**Exercise:**
Below are the records. Count the lines containing the string "serde", and reply with the number alone.

[Collected data entries]
────
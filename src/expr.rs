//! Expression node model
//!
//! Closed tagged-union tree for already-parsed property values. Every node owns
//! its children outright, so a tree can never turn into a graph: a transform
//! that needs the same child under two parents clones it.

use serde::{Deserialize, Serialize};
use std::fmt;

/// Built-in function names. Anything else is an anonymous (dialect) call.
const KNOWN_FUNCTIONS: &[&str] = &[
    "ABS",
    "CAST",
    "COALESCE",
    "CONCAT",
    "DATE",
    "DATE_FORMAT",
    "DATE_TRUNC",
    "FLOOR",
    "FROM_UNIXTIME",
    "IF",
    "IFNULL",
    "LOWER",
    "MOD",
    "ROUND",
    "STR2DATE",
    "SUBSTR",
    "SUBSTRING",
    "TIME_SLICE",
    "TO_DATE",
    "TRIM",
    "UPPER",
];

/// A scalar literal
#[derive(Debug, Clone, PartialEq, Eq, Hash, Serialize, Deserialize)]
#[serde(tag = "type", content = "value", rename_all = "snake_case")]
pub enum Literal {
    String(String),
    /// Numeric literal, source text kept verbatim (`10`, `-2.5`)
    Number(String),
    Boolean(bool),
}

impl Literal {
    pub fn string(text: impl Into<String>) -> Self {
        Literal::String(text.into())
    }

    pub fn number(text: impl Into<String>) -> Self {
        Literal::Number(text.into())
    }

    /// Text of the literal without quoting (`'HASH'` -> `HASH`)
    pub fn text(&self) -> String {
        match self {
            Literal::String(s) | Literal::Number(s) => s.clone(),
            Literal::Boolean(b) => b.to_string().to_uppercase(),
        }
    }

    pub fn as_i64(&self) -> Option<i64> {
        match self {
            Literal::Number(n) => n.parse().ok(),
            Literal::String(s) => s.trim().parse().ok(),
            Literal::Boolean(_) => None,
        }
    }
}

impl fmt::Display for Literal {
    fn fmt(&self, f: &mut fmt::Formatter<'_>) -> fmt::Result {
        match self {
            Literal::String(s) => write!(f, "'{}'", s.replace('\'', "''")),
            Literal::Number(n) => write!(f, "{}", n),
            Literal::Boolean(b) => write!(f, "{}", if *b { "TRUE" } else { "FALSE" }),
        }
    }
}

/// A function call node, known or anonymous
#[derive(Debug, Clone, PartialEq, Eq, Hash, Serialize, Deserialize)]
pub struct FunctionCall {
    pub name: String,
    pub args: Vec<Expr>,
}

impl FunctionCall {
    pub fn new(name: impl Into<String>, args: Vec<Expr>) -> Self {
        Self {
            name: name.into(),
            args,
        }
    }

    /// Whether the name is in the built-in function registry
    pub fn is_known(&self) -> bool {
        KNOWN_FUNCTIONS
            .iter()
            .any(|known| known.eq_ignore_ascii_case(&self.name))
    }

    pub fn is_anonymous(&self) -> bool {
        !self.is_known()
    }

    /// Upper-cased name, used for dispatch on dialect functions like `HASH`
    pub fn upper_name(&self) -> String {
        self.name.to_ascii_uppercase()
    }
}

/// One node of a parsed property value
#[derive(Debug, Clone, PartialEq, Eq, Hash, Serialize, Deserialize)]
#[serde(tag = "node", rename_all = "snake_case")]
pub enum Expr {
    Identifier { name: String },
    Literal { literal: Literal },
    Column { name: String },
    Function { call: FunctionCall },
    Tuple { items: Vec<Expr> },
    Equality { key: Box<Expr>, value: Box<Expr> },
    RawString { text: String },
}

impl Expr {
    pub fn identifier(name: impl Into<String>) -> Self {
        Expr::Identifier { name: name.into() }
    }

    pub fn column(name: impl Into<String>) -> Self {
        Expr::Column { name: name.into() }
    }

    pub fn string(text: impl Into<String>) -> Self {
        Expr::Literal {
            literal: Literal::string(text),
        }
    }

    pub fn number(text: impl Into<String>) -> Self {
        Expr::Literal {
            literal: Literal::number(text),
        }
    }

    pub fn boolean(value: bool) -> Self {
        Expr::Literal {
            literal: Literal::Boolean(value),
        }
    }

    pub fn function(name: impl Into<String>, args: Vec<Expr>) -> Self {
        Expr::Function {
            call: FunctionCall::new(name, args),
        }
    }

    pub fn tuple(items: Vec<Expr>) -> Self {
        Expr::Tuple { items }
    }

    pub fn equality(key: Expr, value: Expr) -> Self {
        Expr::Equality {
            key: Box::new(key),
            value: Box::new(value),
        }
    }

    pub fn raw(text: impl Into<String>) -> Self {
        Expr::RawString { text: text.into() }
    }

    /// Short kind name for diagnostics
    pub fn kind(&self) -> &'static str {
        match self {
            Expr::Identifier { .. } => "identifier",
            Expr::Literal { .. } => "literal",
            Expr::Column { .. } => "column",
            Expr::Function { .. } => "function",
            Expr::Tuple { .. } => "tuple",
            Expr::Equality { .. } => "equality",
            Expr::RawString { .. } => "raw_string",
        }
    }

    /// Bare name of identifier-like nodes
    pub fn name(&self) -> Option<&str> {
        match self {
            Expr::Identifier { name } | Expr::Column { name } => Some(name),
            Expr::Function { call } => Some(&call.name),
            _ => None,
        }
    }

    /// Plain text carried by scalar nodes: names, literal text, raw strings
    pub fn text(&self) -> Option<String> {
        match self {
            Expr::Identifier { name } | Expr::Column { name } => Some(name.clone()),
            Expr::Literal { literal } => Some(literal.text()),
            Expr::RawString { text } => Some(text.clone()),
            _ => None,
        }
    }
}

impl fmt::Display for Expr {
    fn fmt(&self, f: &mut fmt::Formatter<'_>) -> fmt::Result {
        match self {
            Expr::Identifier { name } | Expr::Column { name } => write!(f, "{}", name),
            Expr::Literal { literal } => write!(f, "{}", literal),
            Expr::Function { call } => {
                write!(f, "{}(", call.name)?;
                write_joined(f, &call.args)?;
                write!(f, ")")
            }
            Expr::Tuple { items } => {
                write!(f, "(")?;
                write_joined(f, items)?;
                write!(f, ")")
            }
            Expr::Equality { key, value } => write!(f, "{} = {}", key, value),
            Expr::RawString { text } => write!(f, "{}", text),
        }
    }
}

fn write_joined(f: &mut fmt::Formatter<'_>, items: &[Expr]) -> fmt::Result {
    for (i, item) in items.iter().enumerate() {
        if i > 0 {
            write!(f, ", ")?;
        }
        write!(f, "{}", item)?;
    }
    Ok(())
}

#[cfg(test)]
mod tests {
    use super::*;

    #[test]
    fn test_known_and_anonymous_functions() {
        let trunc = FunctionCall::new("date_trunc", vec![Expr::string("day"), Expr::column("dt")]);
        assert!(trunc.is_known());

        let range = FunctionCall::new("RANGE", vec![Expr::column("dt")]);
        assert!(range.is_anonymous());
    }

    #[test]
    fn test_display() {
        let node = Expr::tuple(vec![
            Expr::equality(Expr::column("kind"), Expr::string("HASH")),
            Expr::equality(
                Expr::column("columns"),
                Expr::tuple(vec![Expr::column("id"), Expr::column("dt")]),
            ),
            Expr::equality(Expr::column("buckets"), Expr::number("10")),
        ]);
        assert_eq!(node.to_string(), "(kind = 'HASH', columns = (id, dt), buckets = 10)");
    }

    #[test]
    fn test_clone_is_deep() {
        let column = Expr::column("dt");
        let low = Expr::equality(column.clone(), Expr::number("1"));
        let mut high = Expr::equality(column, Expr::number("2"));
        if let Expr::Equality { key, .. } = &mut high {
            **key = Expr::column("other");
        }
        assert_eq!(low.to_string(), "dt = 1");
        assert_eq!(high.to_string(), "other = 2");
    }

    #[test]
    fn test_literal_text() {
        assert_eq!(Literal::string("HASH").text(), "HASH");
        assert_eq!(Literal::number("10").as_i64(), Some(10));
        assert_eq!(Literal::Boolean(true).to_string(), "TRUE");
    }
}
────
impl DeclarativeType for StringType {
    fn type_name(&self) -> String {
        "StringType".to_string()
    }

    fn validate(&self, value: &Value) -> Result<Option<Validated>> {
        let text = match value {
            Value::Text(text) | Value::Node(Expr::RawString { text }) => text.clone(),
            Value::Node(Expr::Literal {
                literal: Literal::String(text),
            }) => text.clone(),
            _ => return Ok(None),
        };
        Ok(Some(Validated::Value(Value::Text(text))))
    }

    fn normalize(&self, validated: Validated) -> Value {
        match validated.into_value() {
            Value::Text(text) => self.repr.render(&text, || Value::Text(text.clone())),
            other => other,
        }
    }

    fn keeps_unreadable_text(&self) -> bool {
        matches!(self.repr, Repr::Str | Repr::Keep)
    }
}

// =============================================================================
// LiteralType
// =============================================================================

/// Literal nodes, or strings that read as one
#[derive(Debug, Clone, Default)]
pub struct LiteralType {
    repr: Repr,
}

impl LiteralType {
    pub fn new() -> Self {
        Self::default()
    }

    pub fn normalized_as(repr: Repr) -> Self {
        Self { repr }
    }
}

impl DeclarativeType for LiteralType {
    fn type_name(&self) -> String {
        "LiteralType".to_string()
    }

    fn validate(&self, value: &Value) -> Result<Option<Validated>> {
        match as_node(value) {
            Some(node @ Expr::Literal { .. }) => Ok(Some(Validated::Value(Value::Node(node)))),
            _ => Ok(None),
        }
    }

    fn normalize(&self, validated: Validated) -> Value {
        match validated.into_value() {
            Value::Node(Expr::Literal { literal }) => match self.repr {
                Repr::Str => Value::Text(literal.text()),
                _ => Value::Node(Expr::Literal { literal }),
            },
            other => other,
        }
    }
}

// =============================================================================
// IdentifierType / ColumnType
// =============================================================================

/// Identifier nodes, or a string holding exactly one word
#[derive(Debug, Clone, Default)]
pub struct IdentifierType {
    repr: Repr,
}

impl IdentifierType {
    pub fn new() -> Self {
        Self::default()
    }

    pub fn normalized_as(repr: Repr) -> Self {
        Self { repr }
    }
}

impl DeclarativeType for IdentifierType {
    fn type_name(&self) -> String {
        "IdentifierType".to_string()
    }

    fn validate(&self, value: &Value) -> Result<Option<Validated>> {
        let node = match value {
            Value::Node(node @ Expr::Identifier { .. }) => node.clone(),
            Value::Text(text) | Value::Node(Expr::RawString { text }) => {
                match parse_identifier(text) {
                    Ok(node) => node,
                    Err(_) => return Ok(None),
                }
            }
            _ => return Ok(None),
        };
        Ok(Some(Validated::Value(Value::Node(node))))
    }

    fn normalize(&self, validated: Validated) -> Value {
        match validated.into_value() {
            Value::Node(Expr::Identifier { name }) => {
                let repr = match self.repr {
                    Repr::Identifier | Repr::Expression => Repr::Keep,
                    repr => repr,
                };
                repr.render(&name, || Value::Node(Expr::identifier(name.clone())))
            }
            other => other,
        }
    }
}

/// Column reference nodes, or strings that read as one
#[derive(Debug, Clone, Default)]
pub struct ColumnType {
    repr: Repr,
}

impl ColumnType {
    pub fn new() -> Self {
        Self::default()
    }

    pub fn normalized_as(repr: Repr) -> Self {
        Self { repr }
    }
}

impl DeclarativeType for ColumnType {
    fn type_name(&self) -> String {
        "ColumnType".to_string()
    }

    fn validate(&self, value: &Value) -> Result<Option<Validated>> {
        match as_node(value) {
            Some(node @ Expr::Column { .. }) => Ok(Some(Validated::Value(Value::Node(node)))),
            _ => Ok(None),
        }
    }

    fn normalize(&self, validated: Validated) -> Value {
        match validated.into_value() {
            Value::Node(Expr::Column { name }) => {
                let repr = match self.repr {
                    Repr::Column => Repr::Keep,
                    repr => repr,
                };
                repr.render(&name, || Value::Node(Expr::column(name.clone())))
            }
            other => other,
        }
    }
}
────
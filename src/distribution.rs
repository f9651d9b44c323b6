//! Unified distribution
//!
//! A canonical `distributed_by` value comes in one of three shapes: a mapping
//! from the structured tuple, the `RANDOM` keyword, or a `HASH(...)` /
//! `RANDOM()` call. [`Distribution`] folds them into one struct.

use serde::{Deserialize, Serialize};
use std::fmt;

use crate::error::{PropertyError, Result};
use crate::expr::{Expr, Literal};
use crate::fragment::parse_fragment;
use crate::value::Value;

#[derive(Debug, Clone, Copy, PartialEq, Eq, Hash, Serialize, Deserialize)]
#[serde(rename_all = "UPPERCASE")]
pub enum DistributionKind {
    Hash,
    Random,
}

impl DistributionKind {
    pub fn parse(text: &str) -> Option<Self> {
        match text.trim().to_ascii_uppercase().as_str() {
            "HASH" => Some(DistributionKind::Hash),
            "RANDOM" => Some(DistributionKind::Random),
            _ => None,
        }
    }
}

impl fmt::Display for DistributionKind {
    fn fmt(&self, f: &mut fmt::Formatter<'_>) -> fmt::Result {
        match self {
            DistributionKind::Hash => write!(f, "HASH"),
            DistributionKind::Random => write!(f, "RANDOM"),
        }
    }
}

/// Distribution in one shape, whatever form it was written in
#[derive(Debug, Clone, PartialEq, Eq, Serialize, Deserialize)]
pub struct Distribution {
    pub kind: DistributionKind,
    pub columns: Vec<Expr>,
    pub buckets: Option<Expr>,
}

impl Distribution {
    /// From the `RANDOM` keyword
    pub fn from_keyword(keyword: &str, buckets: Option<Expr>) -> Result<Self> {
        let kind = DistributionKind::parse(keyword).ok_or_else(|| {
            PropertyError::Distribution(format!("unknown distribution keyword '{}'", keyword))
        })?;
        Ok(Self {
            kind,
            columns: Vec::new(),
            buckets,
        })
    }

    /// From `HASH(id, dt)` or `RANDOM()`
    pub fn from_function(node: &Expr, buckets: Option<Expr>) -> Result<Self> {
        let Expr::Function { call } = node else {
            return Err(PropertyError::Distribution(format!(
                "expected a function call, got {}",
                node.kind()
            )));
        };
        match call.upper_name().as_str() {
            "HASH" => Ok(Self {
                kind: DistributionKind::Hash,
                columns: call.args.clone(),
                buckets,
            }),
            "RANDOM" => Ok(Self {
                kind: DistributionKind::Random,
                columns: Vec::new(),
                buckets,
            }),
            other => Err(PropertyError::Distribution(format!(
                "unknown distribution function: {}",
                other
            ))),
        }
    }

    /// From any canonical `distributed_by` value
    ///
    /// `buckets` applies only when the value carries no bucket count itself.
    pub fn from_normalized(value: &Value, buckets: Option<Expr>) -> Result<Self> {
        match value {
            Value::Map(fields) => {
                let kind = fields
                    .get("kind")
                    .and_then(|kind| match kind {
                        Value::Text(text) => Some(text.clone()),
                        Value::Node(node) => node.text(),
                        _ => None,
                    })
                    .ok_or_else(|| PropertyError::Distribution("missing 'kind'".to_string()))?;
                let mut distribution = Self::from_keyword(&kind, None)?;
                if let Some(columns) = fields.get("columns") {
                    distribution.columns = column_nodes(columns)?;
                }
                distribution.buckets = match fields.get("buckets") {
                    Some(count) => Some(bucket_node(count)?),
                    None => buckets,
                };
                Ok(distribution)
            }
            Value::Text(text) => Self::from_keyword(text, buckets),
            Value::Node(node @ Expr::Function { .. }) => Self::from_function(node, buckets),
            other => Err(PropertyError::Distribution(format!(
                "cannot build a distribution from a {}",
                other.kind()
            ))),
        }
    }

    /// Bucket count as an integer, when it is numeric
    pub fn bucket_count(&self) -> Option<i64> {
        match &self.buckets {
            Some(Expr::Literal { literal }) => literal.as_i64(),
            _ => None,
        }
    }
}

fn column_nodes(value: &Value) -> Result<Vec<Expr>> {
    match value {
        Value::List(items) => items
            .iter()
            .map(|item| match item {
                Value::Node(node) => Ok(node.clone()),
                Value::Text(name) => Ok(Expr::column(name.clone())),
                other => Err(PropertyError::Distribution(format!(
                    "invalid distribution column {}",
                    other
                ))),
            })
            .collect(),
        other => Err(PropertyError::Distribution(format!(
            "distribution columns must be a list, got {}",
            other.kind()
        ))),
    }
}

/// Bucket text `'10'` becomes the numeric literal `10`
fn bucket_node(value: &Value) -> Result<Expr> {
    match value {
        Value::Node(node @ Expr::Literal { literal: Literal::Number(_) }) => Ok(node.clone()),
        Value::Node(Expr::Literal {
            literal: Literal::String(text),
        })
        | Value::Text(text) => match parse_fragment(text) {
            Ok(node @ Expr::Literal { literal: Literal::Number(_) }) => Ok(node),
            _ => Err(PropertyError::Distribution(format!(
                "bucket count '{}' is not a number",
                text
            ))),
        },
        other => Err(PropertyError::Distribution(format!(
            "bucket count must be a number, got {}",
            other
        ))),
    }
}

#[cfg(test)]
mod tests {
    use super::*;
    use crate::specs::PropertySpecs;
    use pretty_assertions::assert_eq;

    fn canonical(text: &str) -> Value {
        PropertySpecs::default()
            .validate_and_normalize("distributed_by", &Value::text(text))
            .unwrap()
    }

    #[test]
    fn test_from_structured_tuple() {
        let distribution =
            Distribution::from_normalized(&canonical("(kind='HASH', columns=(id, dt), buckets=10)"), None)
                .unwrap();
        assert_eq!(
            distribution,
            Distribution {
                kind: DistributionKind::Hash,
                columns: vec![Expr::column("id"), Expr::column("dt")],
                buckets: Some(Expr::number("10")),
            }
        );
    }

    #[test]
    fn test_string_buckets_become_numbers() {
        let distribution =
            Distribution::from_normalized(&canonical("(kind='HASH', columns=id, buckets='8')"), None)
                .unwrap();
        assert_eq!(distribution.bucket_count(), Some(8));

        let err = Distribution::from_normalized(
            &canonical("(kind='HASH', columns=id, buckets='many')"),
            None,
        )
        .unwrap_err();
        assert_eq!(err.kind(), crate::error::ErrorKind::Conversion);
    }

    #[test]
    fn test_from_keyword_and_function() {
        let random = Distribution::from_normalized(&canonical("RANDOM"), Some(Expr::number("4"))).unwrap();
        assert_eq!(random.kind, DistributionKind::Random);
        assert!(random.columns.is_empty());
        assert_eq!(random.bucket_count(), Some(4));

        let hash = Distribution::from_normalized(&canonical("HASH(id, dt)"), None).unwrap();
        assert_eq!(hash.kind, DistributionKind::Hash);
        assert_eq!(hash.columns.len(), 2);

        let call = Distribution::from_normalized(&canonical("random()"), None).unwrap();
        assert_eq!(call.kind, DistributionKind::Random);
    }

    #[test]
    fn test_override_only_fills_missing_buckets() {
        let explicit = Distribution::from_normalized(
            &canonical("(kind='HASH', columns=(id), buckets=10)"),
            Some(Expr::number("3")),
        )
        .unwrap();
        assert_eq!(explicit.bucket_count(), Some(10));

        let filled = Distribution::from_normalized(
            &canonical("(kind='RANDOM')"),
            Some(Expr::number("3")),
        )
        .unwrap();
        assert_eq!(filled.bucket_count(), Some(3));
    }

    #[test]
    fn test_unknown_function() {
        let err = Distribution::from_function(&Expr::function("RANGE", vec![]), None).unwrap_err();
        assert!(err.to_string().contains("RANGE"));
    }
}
────
**Answer box:**
5